Records from a data collection
——————

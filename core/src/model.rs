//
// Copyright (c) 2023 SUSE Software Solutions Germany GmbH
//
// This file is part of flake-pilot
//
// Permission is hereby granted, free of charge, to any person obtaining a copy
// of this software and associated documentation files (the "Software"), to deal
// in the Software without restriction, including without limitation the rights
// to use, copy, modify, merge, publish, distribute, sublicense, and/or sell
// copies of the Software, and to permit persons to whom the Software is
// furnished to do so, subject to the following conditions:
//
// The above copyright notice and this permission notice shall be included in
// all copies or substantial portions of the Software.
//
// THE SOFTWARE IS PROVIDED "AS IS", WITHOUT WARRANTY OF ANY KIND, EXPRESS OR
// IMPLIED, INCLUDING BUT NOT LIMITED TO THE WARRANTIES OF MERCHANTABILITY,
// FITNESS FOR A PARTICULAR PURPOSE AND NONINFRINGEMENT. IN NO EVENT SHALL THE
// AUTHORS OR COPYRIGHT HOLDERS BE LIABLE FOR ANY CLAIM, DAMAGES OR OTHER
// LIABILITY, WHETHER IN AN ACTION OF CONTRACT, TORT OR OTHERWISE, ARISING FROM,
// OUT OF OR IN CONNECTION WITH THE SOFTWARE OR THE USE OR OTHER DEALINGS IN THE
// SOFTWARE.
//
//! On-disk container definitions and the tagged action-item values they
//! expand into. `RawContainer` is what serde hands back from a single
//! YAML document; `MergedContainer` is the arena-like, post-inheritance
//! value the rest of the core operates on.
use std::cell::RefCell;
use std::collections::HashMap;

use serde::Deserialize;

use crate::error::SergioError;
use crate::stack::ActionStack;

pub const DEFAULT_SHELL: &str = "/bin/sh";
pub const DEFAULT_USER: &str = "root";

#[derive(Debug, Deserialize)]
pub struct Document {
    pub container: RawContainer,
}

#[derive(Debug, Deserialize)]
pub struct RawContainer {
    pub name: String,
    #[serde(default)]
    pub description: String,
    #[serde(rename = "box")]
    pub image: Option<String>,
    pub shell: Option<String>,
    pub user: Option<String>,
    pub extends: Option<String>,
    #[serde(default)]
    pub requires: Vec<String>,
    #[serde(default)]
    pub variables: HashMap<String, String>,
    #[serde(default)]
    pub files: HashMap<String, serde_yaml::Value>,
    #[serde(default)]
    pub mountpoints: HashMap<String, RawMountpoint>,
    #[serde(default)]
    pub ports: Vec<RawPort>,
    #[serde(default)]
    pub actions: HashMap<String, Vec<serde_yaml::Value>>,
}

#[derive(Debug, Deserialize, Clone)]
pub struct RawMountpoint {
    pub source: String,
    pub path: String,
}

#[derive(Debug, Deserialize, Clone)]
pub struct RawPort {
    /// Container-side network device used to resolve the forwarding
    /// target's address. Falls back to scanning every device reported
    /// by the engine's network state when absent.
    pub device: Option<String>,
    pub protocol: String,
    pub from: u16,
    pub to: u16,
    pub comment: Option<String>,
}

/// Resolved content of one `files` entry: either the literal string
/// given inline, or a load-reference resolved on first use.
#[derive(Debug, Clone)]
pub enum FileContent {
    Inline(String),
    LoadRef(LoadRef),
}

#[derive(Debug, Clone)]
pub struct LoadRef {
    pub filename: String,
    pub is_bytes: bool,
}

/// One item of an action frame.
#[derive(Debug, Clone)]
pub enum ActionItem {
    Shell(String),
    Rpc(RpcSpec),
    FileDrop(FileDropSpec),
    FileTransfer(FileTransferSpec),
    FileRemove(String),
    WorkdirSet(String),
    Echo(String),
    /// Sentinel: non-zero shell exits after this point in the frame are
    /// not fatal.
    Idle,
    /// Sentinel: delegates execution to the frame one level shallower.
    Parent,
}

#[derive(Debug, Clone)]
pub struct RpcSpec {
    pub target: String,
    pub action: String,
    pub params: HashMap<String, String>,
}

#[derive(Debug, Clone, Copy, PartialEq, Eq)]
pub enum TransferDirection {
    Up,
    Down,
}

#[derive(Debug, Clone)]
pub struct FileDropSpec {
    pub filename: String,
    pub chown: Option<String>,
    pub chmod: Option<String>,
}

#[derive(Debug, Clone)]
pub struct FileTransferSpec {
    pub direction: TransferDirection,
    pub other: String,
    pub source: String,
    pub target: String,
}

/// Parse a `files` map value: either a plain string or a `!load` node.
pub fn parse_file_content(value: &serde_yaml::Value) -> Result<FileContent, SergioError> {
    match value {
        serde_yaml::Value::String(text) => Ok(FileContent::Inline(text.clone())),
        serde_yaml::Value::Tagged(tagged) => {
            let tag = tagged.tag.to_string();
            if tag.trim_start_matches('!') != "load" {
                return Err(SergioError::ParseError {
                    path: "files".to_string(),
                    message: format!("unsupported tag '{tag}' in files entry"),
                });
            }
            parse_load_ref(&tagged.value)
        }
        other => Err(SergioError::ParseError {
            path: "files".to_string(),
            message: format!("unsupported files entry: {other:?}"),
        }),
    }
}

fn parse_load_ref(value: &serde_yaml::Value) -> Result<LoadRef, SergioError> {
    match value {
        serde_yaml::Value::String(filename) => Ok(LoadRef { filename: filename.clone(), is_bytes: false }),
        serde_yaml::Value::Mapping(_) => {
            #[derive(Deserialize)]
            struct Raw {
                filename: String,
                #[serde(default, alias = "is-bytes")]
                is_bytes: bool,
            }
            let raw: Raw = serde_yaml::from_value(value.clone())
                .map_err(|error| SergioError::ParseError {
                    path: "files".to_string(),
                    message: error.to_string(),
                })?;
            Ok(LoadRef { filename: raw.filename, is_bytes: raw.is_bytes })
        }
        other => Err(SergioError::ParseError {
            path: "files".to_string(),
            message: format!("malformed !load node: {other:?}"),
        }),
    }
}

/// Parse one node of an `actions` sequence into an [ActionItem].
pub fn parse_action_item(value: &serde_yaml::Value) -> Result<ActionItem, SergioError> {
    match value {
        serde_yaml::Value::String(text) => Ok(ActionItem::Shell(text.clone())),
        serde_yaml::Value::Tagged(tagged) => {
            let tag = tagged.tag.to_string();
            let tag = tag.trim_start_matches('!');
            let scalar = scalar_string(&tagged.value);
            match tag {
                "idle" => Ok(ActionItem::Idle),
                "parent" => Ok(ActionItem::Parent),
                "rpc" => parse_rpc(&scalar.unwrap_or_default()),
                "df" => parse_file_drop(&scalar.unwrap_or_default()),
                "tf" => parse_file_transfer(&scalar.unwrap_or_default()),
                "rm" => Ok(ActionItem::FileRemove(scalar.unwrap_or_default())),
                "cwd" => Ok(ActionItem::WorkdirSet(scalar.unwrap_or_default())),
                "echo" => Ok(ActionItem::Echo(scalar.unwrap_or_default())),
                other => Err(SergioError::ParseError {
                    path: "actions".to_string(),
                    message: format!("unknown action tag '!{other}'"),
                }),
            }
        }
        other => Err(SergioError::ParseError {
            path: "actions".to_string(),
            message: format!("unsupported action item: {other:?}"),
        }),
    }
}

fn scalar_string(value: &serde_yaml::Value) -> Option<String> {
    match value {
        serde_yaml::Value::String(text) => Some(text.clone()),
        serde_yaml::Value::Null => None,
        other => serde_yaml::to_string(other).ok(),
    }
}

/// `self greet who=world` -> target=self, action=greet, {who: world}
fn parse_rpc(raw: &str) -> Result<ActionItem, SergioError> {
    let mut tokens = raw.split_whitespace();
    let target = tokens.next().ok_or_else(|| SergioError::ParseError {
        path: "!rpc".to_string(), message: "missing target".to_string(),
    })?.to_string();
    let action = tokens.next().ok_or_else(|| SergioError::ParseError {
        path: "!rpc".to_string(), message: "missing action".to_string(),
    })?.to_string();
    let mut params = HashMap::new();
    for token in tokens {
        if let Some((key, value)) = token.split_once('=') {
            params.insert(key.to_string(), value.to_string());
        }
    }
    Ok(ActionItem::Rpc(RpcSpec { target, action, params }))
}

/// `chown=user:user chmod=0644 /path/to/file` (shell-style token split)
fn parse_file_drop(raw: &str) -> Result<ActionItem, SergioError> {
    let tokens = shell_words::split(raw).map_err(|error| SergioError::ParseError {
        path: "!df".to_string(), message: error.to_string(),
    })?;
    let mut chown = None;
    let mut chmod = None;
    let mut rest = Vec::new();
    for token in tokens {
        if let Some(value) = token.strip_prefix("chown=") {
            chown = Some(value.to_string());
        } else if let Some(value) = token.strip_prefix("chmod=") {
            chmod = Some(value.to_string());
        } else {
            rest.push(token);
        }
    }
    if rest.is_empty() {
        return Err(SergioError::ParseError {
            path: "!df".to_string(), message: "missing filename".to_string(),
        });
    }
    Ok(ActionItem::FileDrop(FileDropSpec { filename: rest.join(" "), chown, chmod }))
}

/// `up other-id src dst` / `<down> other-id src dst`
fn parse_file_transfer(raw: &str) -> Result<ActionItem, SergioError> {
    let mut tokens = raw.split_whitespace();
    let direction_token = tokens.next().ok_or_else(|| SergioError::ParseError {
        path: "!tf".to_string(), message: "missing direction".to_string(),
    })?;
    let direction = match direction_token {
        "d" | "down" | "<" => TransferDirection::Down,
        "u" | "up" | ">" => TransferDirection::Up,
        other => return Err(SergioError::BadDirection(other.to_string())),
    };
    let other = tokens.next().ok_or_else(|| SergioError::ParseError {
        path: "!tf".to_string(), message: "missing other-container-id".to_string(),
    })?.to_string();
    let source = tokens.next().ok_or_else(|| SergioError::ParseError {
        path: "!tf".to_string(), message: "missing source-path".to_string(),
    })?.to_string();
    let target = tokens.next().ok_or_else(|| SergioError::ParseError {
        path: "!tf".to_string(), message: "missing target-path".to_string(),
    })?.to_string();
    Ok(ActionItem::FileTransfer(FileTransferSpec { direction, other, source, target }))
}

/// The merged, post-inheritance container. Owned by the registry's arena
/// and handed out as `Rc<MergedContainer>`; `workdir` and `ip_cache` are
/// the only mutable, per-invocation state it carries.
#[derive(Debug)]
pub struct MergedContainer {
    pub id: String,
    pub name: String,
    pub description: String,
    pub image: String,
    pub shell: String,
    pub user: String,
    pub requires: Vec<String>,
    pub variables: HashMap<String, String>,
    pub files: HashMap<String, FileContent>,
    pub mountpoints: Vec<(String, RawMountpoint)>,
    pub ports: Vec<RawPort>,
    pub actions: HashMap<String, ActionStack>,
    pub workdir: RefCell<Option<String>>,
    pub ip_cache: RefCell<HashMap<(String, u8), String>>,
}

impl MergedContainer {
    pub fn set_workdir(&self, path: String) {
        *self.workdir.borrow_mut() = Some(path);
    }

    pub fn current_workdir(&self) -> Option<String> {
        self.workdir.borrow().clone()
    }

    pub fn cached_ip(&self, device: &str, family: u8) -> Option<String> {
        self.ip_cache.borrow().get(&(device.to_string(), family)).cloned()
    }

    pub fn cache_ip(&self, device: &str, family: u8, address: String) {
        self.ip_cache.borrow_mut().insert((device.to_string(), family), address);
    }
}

——————

Looking at the records above, how many lines have the word "params" in them? State the number only.

- _EXPECTED OUTPUT_: 4